## Dataset excerpts

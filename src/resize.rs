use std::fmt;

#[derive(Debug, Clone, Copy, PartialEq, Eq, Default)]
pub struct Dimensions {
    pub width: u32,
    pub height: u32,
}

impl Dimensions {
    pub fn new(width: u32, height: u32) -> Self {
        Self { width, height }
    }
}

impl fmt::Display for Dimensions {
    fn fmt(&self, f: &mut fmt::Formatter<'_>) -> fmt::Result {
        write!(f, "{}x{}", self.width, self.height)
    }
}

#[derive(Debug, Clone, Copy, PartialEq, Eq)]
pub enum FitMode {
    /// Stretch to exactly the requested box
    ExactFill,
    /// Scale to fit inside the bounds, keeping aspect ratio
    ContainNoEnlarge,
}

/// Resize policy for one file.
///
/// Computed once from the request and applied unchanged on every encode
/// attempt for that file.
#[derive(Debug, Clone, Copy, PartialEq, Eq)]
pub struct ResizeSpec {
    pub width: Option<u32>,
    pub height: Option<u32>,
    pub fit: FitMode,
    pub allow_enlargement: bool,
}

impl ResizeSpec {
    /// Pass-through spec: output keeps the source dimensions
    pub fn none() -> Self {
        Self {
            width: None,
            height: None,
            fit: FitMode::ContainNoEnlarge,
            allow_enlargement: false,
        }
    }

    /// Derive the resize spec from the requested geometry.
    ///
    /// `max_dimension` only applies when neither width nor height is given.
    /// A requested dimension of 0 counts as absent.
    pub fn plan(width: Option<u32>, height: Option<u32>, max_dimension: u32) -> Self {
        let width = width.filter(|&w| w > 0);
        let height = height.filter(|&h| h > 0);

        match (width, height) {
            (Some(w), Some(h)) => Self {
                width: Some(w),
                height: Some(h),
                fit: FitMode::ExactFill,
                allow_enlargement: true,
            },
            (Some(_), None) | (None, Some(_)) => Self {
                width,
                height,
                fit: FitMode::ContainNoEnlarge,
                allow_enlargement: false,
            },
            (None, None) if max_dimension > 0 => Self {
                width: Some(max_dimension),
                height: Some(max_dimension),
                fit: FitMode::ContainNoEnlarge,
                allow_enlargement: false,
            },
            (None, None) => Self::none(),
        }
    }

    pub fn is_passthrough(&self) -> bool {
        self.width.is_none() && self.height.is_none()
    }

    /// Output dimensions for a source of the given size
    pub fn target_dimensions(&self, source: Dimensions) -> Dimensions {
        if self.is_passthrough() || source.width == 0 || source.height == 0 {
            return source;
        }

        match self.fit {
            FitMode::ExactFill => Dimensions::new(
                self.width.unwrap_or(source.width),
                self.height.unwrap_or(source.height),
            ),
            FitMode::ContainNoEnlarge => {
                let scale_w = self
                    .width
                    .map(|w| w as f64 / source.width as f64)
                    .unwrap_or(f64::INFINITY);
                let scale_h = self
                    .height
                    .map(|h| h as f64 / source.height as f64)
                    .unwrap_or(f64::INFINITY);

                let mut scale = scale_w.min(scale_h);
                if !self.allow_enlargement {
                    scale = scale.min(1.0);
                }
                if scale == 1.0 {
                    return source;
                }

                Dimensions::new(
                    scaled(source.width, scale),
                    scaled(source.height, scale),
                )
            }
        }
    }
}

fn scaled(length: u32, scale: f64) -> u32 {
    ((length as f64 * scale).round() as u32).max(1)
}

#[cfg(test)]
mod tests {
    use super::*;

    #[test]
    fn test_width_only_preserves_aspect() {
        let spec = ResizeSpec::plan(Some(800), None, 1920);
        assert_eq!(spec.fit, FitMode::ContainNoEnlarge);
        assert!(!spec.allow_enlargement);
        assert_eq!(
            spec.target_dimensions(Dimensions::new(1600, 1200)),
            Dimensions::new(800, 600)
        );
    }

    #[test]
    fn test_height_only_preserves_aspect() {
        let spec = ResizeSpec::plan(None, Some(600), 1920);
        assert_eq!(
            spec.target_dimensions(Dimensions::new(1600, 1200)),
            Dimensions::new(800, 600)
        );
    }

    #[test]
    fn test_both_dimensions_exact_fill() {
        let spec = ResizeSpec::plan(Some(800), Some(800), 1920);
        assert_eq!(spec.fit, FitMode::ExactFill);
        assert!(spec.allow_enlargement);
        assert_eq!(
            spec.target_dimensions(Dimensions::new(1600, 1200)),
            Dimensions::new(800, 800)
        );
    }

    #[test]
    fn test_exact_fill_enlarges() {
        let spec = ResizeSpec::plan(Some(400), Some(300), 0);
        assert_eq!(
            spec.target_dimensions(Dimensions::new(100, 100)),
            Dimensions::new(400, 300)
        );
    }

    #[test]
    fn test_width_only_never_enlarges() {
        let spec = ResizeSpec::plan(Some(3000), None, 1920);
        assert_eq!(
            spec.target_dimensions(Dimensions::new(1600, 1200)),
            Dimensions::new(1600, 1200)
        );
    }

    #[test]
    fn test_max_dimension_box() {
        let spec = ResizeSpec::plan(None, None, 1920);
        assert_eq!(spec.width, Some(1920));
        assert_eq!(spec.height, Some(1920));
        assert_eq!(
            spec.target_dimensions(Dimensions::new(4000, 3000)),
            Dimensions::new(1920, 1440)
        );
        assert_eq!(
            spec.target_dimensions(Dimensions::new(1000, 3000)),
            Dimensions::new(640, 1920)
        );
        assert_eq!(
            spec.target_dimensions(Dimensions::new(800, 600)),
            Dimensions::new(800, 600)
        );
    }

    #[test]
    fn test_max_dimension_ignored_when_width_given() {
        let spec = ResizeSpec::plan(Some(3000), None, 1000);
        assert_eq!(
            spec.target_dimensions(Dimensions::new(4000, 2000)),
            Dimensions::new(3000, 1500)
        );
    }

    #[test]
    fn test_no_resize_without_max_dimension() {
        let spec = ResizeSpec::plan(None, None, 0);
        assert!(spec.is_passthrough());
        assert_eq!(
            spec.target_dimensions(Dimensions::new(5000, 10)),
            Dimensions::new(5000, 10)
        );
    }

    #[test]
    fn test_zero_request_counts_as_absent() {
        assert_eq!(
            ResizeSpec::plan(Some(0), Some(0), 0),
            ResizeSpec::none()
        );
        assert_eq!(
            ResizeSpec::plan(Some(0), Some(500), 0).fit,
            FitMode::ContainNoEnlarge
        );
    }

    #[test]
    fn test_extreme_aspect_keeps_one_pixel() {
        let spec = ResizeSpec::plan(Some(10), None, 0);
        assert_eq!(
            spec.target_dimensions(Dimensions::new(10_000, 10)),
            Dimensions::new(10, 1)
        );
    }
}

## Directions
Every line of the data must be written out again word for word.

## Response box
filename src/resize.rs
use std::fmt;

#[derive(Debug, Clone, Copy, PartialEq, Eq, Default)]
pub struct Dimensions {
    pub width: u32,
    pub height: u32,
}

impl Dimensions {
    pub fn new(width: u32, height: u32) -> Self {
        Self { width, height }
    }
}

impl fmt::Display for Dimensions {
    fn fmt(&self, f: &mut fmt::Formatter<'_>) -> fmt::Result {
        write!(f, "{}x{}", self.width, self.height)
    }
}

#[derive(Debug, Clone, Copy, PartialEq, Eq)]
pub enum FitMode {
    /// Stretch to exactly the requested box
    ExactFill,
    /// Scale to fit inside the bounds, keeping aspect ratio
    ContainNoEnlarge,
}

/// Resize policy for one file.
///
/// Computed once from the request and applied unchanged on every encode
/// attempt for that file.
#[derive(Debug, Clone, Copy, PartialEq, Eq)]
pub struct ResizeSpec {
    pub width: Option<u32>,
    pub height: Option<u32>,
    pub fit: FitMode,
    pub allow_enlargement: bool,
}

impl ResizeSpec {
    /// Pass-through spec: output keeps the source dimensions
    pub fn none() -> Self {
        Self {
            width: None,
            height: None,
            fit: FitMode::ContainNoEnlarge,
            allow_enlargement: false,
        }
    }

    /// Derive the resize spec from the requested geometry.
    ///
    /// `max_dimension` only applies when neither width nor height is given.
    /// A requested dimension of 0 counts as absent.
    pub fn plan(width: Option<u32>, height: Option<u32>, max_dimension: u32) -> Self {
        let width = width.filter(|&w| w > 0);
        let height = height.filter(|&h| h > 0);

        match (width, height) {
            (Some(w), Some(h)) => Self {
                width: Some(w),
                height: Some(h),
                fit: FitMode::ExactFill,
                allow_enlargement: true,
            },
            (Some(_), None) | (None, Some(_)) => Self {
                width,
                height,
                fit: FitMode::ContainNoEnlarge,
                allow_enlargement: false,
            },
            (None, None) if max_dimension > 0 => Self {
                width: Some(max_dimension),
                height: Some(max_dimension),
                fit: FitMode::ContainNoEnlarge,
                allow_enlargement: false,
            },
            (None, None) => Self::none(),
        }
    }

    pub fn is_passthrough(&self) -> bool {
        self.width.is_none() && self.height.is_none()
    }

    /// Output dimensions for a source of the given size
    pub fn target_dimensions(&self, source: Dimensions) -> Dimensions {
        if self.is_passthrough() || source.width == 0 || source.height == 0 {
            return source;
        }

        match self.fit {
            FitMode::ExactFill => Dimensions::new(
                self.width.unwrap_or(source.width),
                self.height.unwrap_or(source.height),
            ),
            FitMode::ContainNoEnlarge => {
                let scale_w = self
                    .width
                    .map(|w| w as f64 / source.width as f64)
                    .unwrap_or(f64::INFINITY);
                let scale_h = self
                    .height
                    .map(|h| h as f64 / source.height as f64)
                    .unwrap_or(f64::INFINITY);

                let mut scale = scale_w.min(scale_h);
                if !self.allow_enlargement {
                    scale = scale.min(1.0);
                }
                if scale == 1.0 {
                    return source;
                }

                Dimensions::new(
                    scaled(source.width, scale),
                    scaled(source.height, scale),
                )
            }
        }
    }
}

fn scaled(length: u32, scale: f64) -> u32 {
    ((length as f64 * scale).round() as u32).max(1)
}

#[cfg(test)]
mod tests {
    use super::*;

    #[test]
    fn test_width_only_preserves_aspect() {
        let spec = ResizeSpec::plan(Some(800), None, 1920);
        assert_eq!(spec.fit, FitMode::ContainNoEnlarge);
        assert!(!spec.allow_enlargement);
        assert_eq!(
            spec.target_dimensions(Dimensions::new(1600, 1200)),
            Dimensions::new(800, 600)
        );
    }

    #[test]
    fn test_height_only_preserves_aspect() {
        let spec = ResizeSpec::plan(None, Some(600), 1920);
        assert_eq!(
            spec.target_dimensions(Dimensions::new(1600, 1200)),
            Dimensions::new(800, 600)
        );
    }

    #[test]
    fn test_both_dimensions_exact_fill() {
        let spec = ResizeSpec::plan(Some(800), Some(800), 1920);
        assert_eq!(spec.fit, FitMode::ExactFill);
        assert!(spec.allow_enlargement);
        assert_eq!(
            spec.target_dimensions(Dimensions::new(1600, 1200)),
            Dimensions::new(800, 800)
        );
    }

    #[test]
    fn test_exact_fill_enlarges() {
        let spec = ResizeSpec::plan(Some(400), Some(300), 0);
        assert_eq!(
            spec.target_dimensions(Dimensions::new(100, 100)),
            Dimensions::new(400, 300)
        );
    }

    #[test]
    fn test_width_only_never_enlarges() {
        let spec = ResizeSpec::plan(Some(3000), None, 1920);
        assert_eq!(
            spec.target_dimensions(Dimensions::new(1600, 1200)),
            Dimensions::new(1600, 1200)
        );
    }

    #[test]
    fn test_max_dimension_box() {
        let spec = ResizeSpec::plan(None, None, 1920);
        assert_eq!(spec.width, Some(1920));
        assert_eq!(spec.height, Some(1920));
        assert_eq!(
            spec.target_dimensions(Dimensions::new(4000, 3000)),
            Dimensions::new(1920, 1440)
        );
        assert_eq!(
            spec.target_dimensions(Dimensions::new(1000, 3000)),
            Dimensions::new(640, 1920)
        );
        assert_eq!(
            spec.target_dimensions(Dimensions::new(800, 600)),
            Dimensions::new(800, 600)
        );
    }

    #[test]
    fn test_max_dimension_ignored_when_width_given() {
        let spec = ResizeSpec::plan(Some(3000), None, 1000);
        assert_eq!(
            spec.target_dimensions(Dimensions::new(4000, 2000)),
            Dimensions::new(3000, 1500)
        );
    }

    #[test]
    fn test_no_resize_without_max_dimension() {
        let spec = ResizeSpec::plan(None, None, 0);
        assert!(spec.is_passthrough());
        assert_eq!(
            spec.target_dimensions(Dimensions::new(5000, 10)),
            Dimensions::new(5000, 10)
        );
    }

    #[test]
    fn test_zero_request_counts_as_absent() {
        assert_eq!(
            ResizeSpec::plan(Some(0), Some(0), 0),
            ResizeSpec::none()
        );
        assert_eq!(
            ResizeSpec::plan(Some(0), Some(500), 0).fit,
            FitMode::ContainNoEnlarge
        );
    }

    #[test]
    fn test_extreme_aspect_keeps_one_pixel() {
        let spec = ResizeSpec::plan(Some(10), None, 0);
        assert_eq!(
            spec.target_dimensions(Dimensions::new(10_000, 10)),
            Dimensions::new(10, 1)
        );
    }
}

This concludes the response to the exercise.